_INSTRUCTIONS FOR THE TASK_
Below are some records. Print all of them exactly as they appear.
===== RECORDS TO USE
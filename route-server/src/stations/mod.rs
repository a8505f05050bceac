//! Station name → provider code lookup.
//!
//! The timetable provider identifies stations by numeric codes, while users
//! type names. The directory is injected into the orchestrator so it can be
//! backed by a static table, a config file or a remote service.

mod directory;
mod error;

pub use directory::{StaticStationDirectory, StationDirectory};
pub use error::StationMappingError;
==========
_TASK RESULT_
filename route-server/src/stations/mod.rs
repository a8505f05050bceac
//! Station name → provider code lookup.
//!
//! The timetable provider identifies stations by numeric codes, while users
//! type names. The directory is injected into the orchestrator so it can be
//! backed by a static table, a config file or a remote service.

mod directory;
mod error;

pub use directory::{StaticStationDirectory, StationDirectory};
pub use error::StationMappingError;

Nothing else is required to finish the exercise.